Look through the records and copy each line with the string "serde" in it.

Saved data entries
--- START ---

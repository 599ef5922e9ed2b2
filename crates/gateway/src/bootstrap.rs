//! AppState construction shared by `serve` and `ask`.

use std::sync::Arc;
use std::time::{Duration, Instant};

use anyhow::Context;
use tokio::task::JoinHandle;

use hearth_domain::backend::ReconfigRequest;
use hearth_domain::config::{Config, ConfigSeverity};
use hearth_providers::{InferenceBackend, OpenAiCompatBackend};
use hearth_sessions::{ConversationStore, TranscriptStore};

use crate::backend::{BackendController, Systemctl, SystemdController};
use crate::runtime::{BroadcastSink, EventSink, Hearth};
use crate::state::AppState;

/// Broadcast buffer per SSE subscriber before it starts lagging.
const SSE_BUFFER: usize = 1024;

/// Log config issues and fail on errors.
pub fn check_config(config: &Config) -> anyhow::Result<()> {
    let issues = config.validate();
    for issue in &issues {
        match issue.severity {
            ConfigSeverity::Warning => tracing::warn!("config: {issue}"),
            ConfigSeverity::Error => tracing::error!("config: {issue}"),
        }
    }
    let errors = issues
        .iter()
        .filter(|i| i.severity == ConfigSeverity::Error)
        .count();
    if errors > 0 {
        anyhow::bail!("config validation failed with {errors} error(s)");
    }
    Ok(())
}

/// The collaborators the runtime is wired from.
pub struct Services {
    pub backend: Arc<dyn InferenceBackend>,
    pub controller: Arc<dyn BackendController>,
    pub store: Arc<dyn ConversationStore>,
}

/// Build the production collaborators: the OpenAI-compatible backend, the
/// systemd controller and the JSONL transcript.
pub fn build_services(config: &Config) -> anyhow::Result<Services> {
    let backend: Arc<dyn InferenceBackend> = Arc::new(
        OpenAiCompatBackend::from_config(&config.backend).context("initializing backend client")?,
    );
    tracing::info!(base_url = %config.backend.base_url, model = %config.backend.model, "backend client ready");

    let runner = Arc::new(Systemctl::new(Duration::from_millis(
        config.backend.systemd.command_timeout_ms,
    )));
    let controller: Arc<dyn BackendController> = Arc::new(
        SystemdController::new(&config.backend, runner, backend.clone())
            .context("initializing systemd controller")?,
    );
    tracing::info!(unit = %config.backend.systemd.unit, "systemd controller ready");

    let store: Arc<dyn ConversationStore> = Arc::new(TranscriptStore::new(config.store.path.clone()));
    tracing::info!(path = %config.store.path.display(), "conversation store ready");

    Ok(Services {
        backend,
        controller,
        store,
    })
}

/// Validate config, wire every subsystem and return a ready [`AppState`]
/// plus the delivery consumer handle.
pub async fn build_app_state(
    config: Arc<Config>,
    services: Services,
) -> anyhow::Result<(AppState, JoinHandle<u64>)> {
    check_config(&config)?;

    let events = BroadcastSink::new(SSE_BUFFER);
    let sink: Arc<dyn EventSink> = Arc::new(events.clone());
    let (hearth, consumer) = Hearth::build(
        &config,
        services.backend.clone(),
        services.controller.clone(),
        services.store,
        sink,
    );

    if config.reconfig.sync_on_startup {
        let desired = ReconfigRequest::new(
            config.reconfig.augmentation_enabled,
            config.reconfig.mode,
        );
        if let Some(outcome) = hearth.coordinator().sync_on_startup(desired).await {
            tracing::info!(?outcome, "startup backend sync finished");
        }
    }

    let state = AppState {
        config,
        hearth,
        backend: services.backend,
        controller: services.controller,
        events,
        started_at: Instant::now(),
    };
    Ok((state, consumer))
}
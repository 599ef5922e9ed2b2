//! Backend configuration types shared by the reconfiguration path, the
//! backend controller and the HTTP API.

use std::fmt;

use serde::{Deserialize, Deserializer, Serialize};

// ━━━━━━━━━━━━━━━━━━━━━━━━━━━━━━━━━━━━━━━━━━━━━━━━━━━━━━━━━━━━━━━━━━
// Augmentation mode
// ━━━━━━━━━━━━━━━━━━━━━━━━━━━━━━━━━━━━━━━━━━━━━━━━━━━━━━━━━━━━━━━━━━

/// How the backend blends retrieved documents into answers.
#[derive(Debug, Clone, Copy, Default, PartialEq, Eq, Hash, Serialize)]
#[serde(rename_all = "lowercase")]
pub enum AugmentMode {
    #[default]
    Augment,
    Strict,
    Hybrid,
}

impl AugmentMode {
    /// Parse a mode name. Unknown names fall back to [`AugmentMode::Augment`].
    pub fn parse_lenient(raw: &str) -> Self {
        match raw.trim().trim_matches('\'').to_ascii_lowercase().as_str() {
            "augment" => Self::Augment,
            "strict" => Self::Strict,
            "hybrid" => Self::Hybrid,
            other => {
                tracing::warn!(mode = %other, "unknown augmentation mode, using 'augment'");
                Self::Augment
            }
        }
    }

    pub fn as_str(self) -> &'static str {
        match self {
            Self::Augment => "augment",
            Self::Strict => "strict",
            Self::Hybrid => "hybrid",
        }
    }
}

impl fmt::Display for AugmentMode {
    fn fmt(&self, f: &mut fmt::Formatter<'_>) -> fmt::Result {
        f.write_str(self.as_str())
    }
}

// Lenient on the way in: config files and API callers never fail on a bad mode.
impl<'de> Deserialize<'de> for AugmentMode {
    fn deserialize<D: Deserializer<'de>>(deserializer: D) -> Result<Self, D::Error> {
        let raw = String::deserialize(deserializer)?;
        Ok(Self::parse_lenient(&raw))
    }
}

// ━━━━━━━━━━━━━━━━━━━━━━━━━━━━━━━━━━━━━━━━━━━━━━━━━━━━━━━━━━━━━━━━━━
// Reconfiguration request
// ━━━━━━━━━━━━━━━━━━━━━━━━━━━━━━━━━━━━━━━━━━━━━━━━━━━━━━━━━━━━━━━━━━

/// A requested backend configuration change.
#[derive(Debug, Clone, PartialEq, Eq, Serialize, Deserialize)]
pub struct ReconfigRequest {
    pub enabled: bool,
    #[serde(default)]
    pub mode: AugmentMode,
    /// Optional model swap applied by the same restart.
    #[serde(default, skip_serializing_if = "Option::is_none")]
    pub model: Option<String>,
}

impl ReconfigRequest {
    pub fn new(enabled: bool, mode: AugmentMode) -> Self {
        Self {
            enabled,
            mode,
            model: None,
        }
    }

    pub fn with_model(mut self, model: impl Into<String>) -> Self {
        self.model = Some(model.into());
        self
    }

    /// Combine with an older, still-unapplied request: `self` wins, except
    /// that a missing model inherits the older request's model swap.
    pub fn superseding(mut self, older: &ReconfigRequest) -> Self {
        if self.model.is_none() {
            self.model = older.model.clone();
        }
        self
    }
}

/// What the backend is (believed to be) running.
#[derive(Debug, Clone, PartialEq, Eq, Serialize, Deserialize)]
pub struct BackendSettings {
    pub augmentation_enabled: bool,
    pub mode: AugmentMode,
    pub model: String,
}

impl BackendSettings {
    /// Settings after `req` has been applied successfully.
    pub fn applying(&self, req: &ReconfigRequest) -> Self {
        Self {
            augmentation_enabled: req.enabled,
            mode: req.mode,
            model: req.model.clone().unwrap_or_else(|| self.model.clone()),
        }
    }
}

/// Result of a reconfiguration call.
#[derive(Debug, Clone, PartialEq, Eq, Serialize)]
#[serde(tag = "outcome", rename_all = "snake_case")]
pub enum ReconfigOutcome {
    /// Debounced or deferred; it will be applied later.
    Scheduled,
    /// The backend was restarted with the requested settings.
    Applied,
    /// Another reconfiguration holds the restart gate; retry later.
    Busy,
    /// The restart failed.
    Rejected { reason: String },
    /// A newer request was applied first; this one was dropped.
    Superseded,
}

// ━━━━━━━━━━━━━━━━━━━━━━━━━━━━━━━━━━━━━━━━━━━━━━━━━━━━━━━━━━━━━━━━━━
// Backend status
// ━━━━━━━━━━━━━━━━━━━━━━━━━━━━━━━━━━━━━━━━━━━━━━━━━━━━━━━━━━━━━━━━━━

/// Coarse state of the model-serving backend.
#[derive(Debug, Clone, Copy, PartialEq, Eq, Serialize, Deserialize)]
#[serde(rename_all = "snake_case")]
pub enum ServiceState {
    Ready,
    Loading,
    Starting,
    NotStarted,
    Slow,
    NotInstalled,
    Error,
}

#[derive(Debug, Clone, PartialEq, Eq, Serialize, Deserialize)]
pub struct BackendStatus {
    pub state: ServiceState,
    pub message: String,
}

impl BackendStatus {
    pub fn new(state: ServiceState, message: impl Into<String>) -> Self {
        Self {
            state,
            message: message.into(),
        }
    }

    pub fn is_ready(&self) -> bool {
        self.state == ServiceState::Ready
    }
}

--- END ---

## ANSWER
use serde::{Deserialize, Deserializer, Serialize};
#[serde(rename_all = "lowercase")]
    #[serde(default)]
    #[serde(default, skip_serializing_if = "Option::is_none")]
#[serde(tag = "outcome", rename_all = "snake_case")]
#[serde(rename_all = "snake_case")]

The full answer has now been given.